Time functions on Lorentzian length spaces
Annegret Burtscher, Leonardo García-Heveling
TL;DR
This work extends core time-function results from smooth spacetimes to the broad framework of Lorentzian (pre-)length spaces, establishing sharp equivalences with the causal ladder: $K$-causality characterizes the mere existence of time functions, causal continuity aligns with averaged-volume time functions, and global hyperbolicity is captured by the existence of Cauchy time functions and Cauchy sets. The authors develop and combine limit-curve theorems, approximating structures, and measure-based volume constructions to operate without a manifold setting. Their approach unifies and generalizes classical results (Geroch, Hawking–Sachs, Dieckmann) to non-smooth, non-manifold spacetimes, enabling robust definitions of time functions in singular or discrete causal spaces. The results have potential implications for convergence theories and quantum gravity frameworks where spacetime may lack smooth manifold structure. Overall, the paper provides a comprehensive causal-theoretic blueprint for time-function existence and global hyperbolicity in a broad, abstract spacetime setting.
Abstract
In general relativity, time functions are crucial objects whose existence and properties are intimately tied to the causal structure of a spacetime and also to the initial value formulation of the Einstein equations.

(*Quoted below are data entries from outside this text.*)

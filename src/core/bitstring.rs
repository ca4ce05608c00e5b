// src/core/bitstring.rs

use super::error::HaiquError;
use std::fmt;
use std::str::FromStr;

/// One measured outcome of a multi-qubit readout, e.g. `"011"`.
///
/// Character 0 is the leftmost (most significant) bit. Ordering is lexical,
/// which for equal-width bitstrings coincides with numeric order.
#[derive(Debug, Clone, PartialEq, Eq, Hash, PartialOrd, Ord)]
pub struct Bitstring(String);

impl Bitstring {
    /// Parses a string of `'0'`/`'1'` characters.
    pub fn parse(input: &str) -> Result<Self, HaiquError> {
        if input.is_empty() || !input.bytes().all(|b| b == b'0' || b == b'1') {
            return Err(HaiquError::InvalidBitstring { input: input.to_string() });
        }
        Ok(Self(input.to_string()))
    }

    /// Renders `value` as a zero-padded bitstring of `width` bits.
    pub fn from_index(value: usize, width: usize) -> Result<Self, HaiquError> {
        if width == 0 {
            return Err(HaiquError::InvalidBitstring { input: String::new() });
        }
        if width < usize::BITS as usize && value >> width != 0 {
            return Err(HaiquError::IndexOutOfRange {
                index: value,
                len: 1 << width,
                context: format!("{}-bit bitstring", width),
            });
        }
        Ok(Self(format!("{:0width$b}", value, width = width)))
    }

    /// Number of bits.
    pub fn width(&self) -> usize {
        self.0.len()
    }

    pub fn as_str(&self) -> &str {
        &self.0
    }

    /// Iterates bits from the leftmost character.
    pub fn bits(&self) -> impl Iterator<Item = bool> + '_ {
        self.0.bytes().map(|b| b == b'1')
    }

    /// Number of `'1'` characters (Hamming weight).
    pub fn count_ones(&self) -> usize {
        self.bits().filter(|b| *b).count()
    }

    /// Reads `range` as an unsigned binary integer, leftmost character most significant.
    pub fn slice_value(&self, range: BitRange) -> Result<usize, HaiquError> {
        if range.end() > self.width() {
            return Err(HaiquError::WidthMismatch { expected: range.end(), found: self.width() });
        }
        if range.width >= usize::BITS as usize {
            return Err(HaiquError::InvalidBinding {
                message: format!("bit range {} is too wide to index into a word bank", range),
            });
        }
        Ok(self.0.as_bytes()[range.start..range.end()]
            .iter()
            .fold(0usize, |acc, b| (acc << 1) | usize::from(*b == b'1')))
    }

    /// The whole bitstring as an integer.
    pub fn to_index(&self) -> Result<usize, HaiquError> {
        self.slice_value(BitRange::new(0, self.width()))
    }
}

impl FromStr for Bitstring {
    type Err = HaiquError;

    fn from_str(s: &str) -> Result<Self, Self::Err> {
        Bitstring::parse(s)
    }
}

impl AsRef<str> for Bitstring {
    fn as_ref(&self) -> &str {
        &self.0
    }
}

impl fmt::Display for Bitstring {
    fn fmt(&self, f: &mut fmt::Formatter<'_>) -> fmt::Result {
        write!(f, "{}", self.0)
    }
}

/// A contiguous run of bit positions `start..start + width` within a bitstring.
#[derive(Debug, Clone, Copy, PartialEq, Eq, Hash, PartialOrd, Ord)]
pub struct BitRange {
    /// First character position (0 = leftmost).
    pub start: usize,
    /// Number of bits in the range.
    pub width: usize,
}

impl BitRange {
    pub fn new(start: usize, width: usize) -> Self {
        Self { start, width }
    }

    /// One past the last position covered, saturating at `usize::MAX`.
    pub fn end(&self) -> usize {
        self.start.saturating_add(self.width)
    }

    /// `true` if the two ranges share at least one position.
    pub fn overlaps(&self, other: &BitRange) -> bool {
        self.start < other.end() && other.start < self.end()
    }
}

impl fmt::Display for BitRange {
    fn fmt(&self, f: &mut fmt::Formatter<'_>) -> fmt::Result {
        write!(f, "[{}..{})", self.start, self.end())
    }
}

#[cfg(test)]
mod tests {
    use super::*;

    #[test]
    fn test_parse_rejects_non_binary() {
        assert!(Bitstring::parse("0102").is_err());
        assert!(Bitstring::parse("").is_err());
        assert!(Bitstring::parse(" 01").is_err());
        assert_eq!(Bitstring::parse("0110").map(|b| b.width()), Ok(4));
    }

    #[test]
    fn test_slice_value_reads_high_bits_first() -> Result<(), HaiquError> {
        let b = Bitstring::parse("000011010")?;
        assert_eq!(b.slice_value(BitRange::new(0, 3))?, 0);
        assert_eq!(b.slice_value(BitRange::new(3, 3))?, 3);
        assert_eq!(b.slice_value(BitRange::new(6, 3))?, 2);
        assert_eq!(b.to_index()?, 26);
        Ok(())
    }

    #[test]
    fn test_slice_past_end_is_width_mismatch() {
        let b = Bitstring::parse("101").unwrap();
        assert_eq!(
            b.slice_value(BitRange::new(2, 2)),
            Err(HaiquError::WidthMismatch { expected: 4, found: 3 })
        );
    }

    #[test]
    fn test_slice_at_usize_limit_is_width_mismatch() {
        let b = Bitstring::parse("101").unwrap();
        assert_eq!(
            b.slice_value(BitRange::new(usize::MAX, 1)),
            Err(HaiquError::WidthMismatch { expected: usize::MAX, found: 3 })
        );
        assert_eq!(BitRange::new(usize::MAX, 2).end(), usize::MAX);
    }

    #[test]
    fn test_from_index_pads_and_bounds() {
        assert_eq!(Bitstring::from_index(5, 4).unwrap().as_str(), "0101");
        assert!(Bitstring::from_index(8, 3).is_err());
        assert!(Bitstring::from_index(0, 0).is_err());
    }

    #[test]
    fn test_overlap() {
        assert!(BitRange::new(0, 3).overlaps(&BitRange::new(2, 3)));
        assert!(!BitRange::new(0, 3).overlaps(&BitRange::new(3, 3)));
    }

    #[test]
    fn test_count_ones() {
        assert_eq!(Bitstring::parse("10110").unwrap().count_ones(), 3);
    }
}
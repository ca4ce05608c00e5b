// src/lib.rs

//! `haiqu` - weighted sampling and decoding over recorded quantum hardware results
//!
//! Pre-computed measurement distributions (Bell pairs, GHZ states, a nine
//! qubit poem circuit) are loaded once as read-only tables. Outcomes are
//! drawn in proportion to their recorded counts and decoded into poems,
//! chords or ranked histogram entries with probability annotations.

pub mod core;
pub mod distribution;
pub mod sampling;
pub mod decoding;
pub mod correlation;
pub mod metrics;
pub mod validation;
pub mod sonification;
pub mod poetry;
pub mod data;
pub mod logging;

// Re-export the most common types for easier top-level use
pub use crate::core::{BitRange, Bitstring, HaiquError};
pub use distribution::{DistributionTable, ExperimentCounts};
pub use sampling::{SampleResult, WeightedSampler, sample_index, sample_weighted};
pub use decoding::{BitOrder, DecodedArtifact, Decoder, FieldBinding, WordBank};
pub use correlation::{Axis, CorrelatedDraw, CorrelationMatrix};
pub use metrics::{RankedEntry, Report, ReportConfig};
pub use sonification::{Chord, PlaybackSchedule, SonificationConfig};
pub use poetry::{Poem, PoemGenerator};
pub use validation::{check_binding_coverage, check_positive_lines, check_table_width, is_symmetric};

// Example 1: Weighted draw from a recorded Bell distribution
// Every draw is proportional to the recorded count; seeding the RNG makes
// the sequence reproducible.
/// ```
/// use haiqu::{DistributionTable, WeightedSampler, HaiquError};
/// use rand::SeedableRng;
/// use rand::rngs::StdRng;
///
/// let table = DistributionTable::from_static("DIST_Z", &[("00", 496), ("01", 14), ("10", 19), ("11", 495)])?;
/// let sampler = WeightedSampler::new(&table);
/// let mut rng = StdRng::seed_from_u64(2024);
///
/// let sample = sampler.sample(&mut rng);
/// println!("Measured {}", sample);
/// assert_eq!(sample.total(), 1024);
/// assert_eq!(table.count(sample.key()), sample.count());
/// # Ok::<(), HaiquError>(())
/// ```
#[doc(hidden)]
const _: () = (); // Attaches the preceding doc comment block to a hidden item

// Example 2: Same bits, same poem
// Three 3-bit fields, high bits first, each indexing an 8-line word bank.
/// ```
/// use haiqu::{BitOrder, Bitstring, Decoder, HaiquError, WordBank};
///
/// let bank = |role: &str| -> Result<WordBank, HaiquError> {
///     WordBank::new(role, (0..8).map(|i| format!("{} {}", role, i)).collect::<Vec<_>>())
/// };
/// let decoder = Decoder::uniform(BitOrder::HighToLow, vec![bank("first")?, bank("middle")?, bank("last")?])?;
///
/// let bits = Bitstring::parse("000011010")?;
/// let poem = decoder.decode(&bits)?;
/// assert_eq!(poem.values(), vec!["first 0", "middle 3", "last 2"]);
/// assert_eq!(poem, decoder.decode(&bits)?);
/// # Ok::<(), HaiquError>(())
/// ```
#[doc(hidden)]
const _: () = (); // Attaches the preceding doc comment block to a hidden item
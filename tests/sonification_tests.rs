// tests/sonification_tests.rs

use haiqu::sonification::{SonificationConfig, chord_for, chords_from_distribution, sonify_samples};
use haiqu::{HaiquError, WeightedSampler, data};
use rand::SeedableRng;
use rand::rngs::StdRng;
use std::time::Duration;

#[test]
fn test_ghz_playback_only_uses_recorded_chords() -> Result<(), HaiquError> {
    let table = data::dist_ghz()?;
    let config = SonificationConfig::default();
    let sampler = WeightedSampler::new(&table);
    let mut rng = StdRng::seed_from_u64(3);

    let schedule = sonify_samples(&sampler, 32, &config, &mut rng);
    assert_eq!(schedule.len(), 32);

    let known: Vec<_> = table.entries().iter().map(|(k, _)| chord_for(k, &config)).collect();
    assert!(schedule.tasks().iter().all(|t| known.contains(&t.chord)));

    let step = config.note_duration + config.gap;
    assert_eq!(schedule.total_duration(), step * 31 + config.note_duration);
    Ok(())
}

#[test]
fn test_cancel_silences_whole_schedule() -> Result<(), HaiquError> {
    let table = data::dist_ghz()?;
    let config = SonificationConfig::default();
    let schedule = haiqu::PlaybackSchedule::sequence(
        chords_from_distribution(&table, &config).into_iter().map(|(_, chord)| chord),
        &config,
    );
    let elapsed = config.note_duration + config.gap + Duration::from_millis(10);
    assert_eq!(schedule.sounding_at(elapsed).len(), 1);

    let stop = schedule.token();
    stop.cancel();
    assert!(schedule.sounding_at(elapsed).is_empty());
    assert!(schedule.tasks().iter().all(|t| !t.is_live()));
    Ok(())
}
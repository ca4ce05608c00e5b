// src/sampling/results.rs
use crate::core::{Bitstring, DEFAULT_PERCENT_DECIMALS};
use crate::metrics;
use std::fmt;

/// One weighted draw from a distribution table.
/// Holds the selected key together with its recorded count and the table
/// total, which is enough to report the observed probability.
#[derive(Debug, Clone, PartialEq, Eq)]
pub struct SampleResult {
    key: Bitstring,
    count: u64,
    total: u64,
}

impl SampleResult {
    /// Creates a result. (Internal visibility)
    pub(crate) fn new(key: Bitstring, count: u64, total: u64) -> Self {
        Self { key, count, total }
    }

    /// The sampled bitstring.
    pub fn key(&self) -> &Bitstring {
        &self.key
    }

    /// Recorded count of the sampled bitstring.
    pub fn count(&self) -> u64 {
        self.count
    }

    /// Shot total of the table the sample was drawn from.
    pub fn total(&self) -> u64 {
        self.total
    }

    /// `count / total`.
    pub fn probability(&self) -> f64 {
        metrics::probability(self.count, self.total)
    }

    /// `probability * 100`.
    pub fn percentage(&self) -> f64 {
        metrics::percentage(self.count, self.total)
    }

    /// Consumes the result, returning the sampled key.
    pub fn into_key(self) -> Bitstring {
        self.key
    }
}

impl fmt::Display for SampleResult {
    fn fmt(&self, f: &mut fmt::Formatter<'_>) -> fmt::Result {
        write!(
            f,
            "{} ({}/{} shots, {}%)",
            self.key,
            self.count,
            self.total,
            metrics::format_percentage(self.probability(), DEFAULT_PERCENT_DECIMALS)
        )
    }
}
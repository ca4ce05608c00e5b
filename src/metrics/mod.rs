// src/metrics/mod.rs

//! Probability and ranking annotations shown next to sampled artifacts.

use crate::core::{Bitstring, DEFAULT_PERCENT_DECIMALS, DEFAULT_TOP_N};
use crate::correlation::CorrelationMatrix;
use crate::distribution::DistributionTable;
use crate::sampling::SampleResult;
use std::collections::BTreeMap;
use std::fmt;

/// Display settings for reports.
#[derive(Debug, Clone, Copy, PartialEq, Eq)]
pub struct ReportConfig {
    /// Decimal places for percentages.
    pub decimals: usize,
    /// Length of top-N rankings.
    pub top_n: usize,
}

impl Default for ReportConfig {
    fn default() -> Self {
        Self { decimals: DEFAULT_PERCENT_DECIMALS, top_n: DEFAULT_TOP_N }
    }
}

/// `count / total`, or 0 for an empty total.
pub fn probability(count: u64, total: u64) -> f64 {
    if total == 0 { 0.0 } else { count as f64 / total as f64 }
}

/// `probability(count, total) * 100`.
pub fn percentage(count: u64, total: u64) -> f64 {
    probability(count, total) * 100.0
}

/// Formats a probability as a percentage with `decimals` places, without the `%` sign.
pub fn format_percentage(probability: f64, decimals: usize) -> String {
    format!("{:.*}", decimals, probability * 100.0)
}

/// One row of a probability ranking.
#[derive(Debug, Clone, PartialEq)]
pub struct RankedEntry {
    /// 1-based position.
    pub rank: usize,
    pub key: Bitstring,
    pub count: u64,
    pub probability: f64,
}

/// The `n` most frequent keys of `table`, highest count first. Ties are
/// broken by ascending key so the ranking is reproducible.
pub fn top_n(table: &DistributionTable, n: usize) -> Vec<RankedEntry> {
    let mut entries: Vec<&(Bitstring, u64)> = table.entries().iter().collect();
    entries.sort_by(|(ka, ca), (kb, cb)| cb.cmp(ca).then_with(|| ka.cmp(kb)));
    entries
        .into_iter()
        .take(n)
        .enumerate()
        .map(|(i, (key, count))| RankedEntry {
            rank: i + 1,
            key: key.clone(),
            count: *count,
            probability: probability(*count, table.shot_total()),
        })
        .collect()
}

/// Share of the matrix mass on the diagonal, i.e. how often the
/// correlation held across every recorded shot.
pub fn correlation_rate(matrix: &CorrelationMatrix) -> f64 {
    probability(matrix.diagonal_total(), matrix.total())
}

/// Pearson chi-squared statistic of an observed histogram against the
/// proportions recorded in `table`.
///
/// Degrees of freedom are `table.len() - 1`. An observed key the table gives
/// no mass to makes the statistic infinite.
pub fn chi_squared(observed: &BTreeMap<Bitstring, u64>, table: &DistributionTable) -> f64 {
    let shots: u64 = observed.values().sum();
    if shots == 0 {
        return 0.0;
    }
    if observed.iter().any(|(k, c)| *c > 0 && table.count(k) == 0) {
        return f64::INFINITY;
    }
    table
        .entries()
        .iter()
        .filter(|(_, count)| *count > 0)
        .map(|(key, count)| {
            let expected = shots as f64 * probability(*count, table.shot_total());
            let seen = observed.get(key).copied().unwrap_or(0) as f64;
            (seen - expected).powi(2) / expected
        })
        .sum()
}

/// Text annotations for one sample, ready for display.
#[derive(Debug, Clone, PartialEq)]
pub struct Report {
    pub key: Bitstring,
    pub count: u64,
    pub total: u64,
    pub probability: f64,
    /// Percentage formatted with the configured precision.
    pub percentage: String,
}

impl Report {
    pub fn from_sample(sample: &SampleResult, config: &ReportConfig) -> Self {
        Self {
            key: sample.key().clone(),
            count: sample.count(),
            total: sample.total(),
            probability: sample.probability(),
            percentage: format_percentage(sample.probability(), config.decimals),
        }
    }
}

impl fmt::Display for Report {
    fn fmt(&self, f: &mut fmt::Formatter<'_>) -> fmt::Result {
        write!(f, "{}: {}/{} ({}%)", self.key, self.count, self.total, self.percentage)
    }
}
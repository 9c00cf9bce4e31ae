//! Staleness-bounded caching of scheduler reads
//!
//! - [`entry`]: cached values and the poll/invalid policy
//! - [`resource`]: the per-resource refresh state machine
//! - [`staleness`]: the four scheduler resources behind one cache

mod entry;
mod resource;
mod staleness;

pub use entry::{
    CacheEntry, CachePolicy, Freshness, DEFAULT_INVALID_TIMEOUT, DEFAULT_POLL_INTERVAL,
};
pub use resource::{ReadOutcome, RefreshMode, ResourceCache};
pub use staleness::StalenessCache;

pub(crate) use staleness::CacheShared;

In this work we establish all fundamental classical existence results on time functions in the setting of Lorentzian (pre-)length spaces (including causally plain continuous spacetimes, closed cone fields and even more singular spaces). More precisely, we characterize the existence of time functions by $K$-causality, show that a modified notion of Geroch's volume functions are time functions if and only if the space is causally continuous, and lastly, characterize global hyperbolicity by the existence of Cauchy time functions, and Cauchy sets. Our results thus inevitably show that no manifold structure is needed in order to obtain suitable time functions.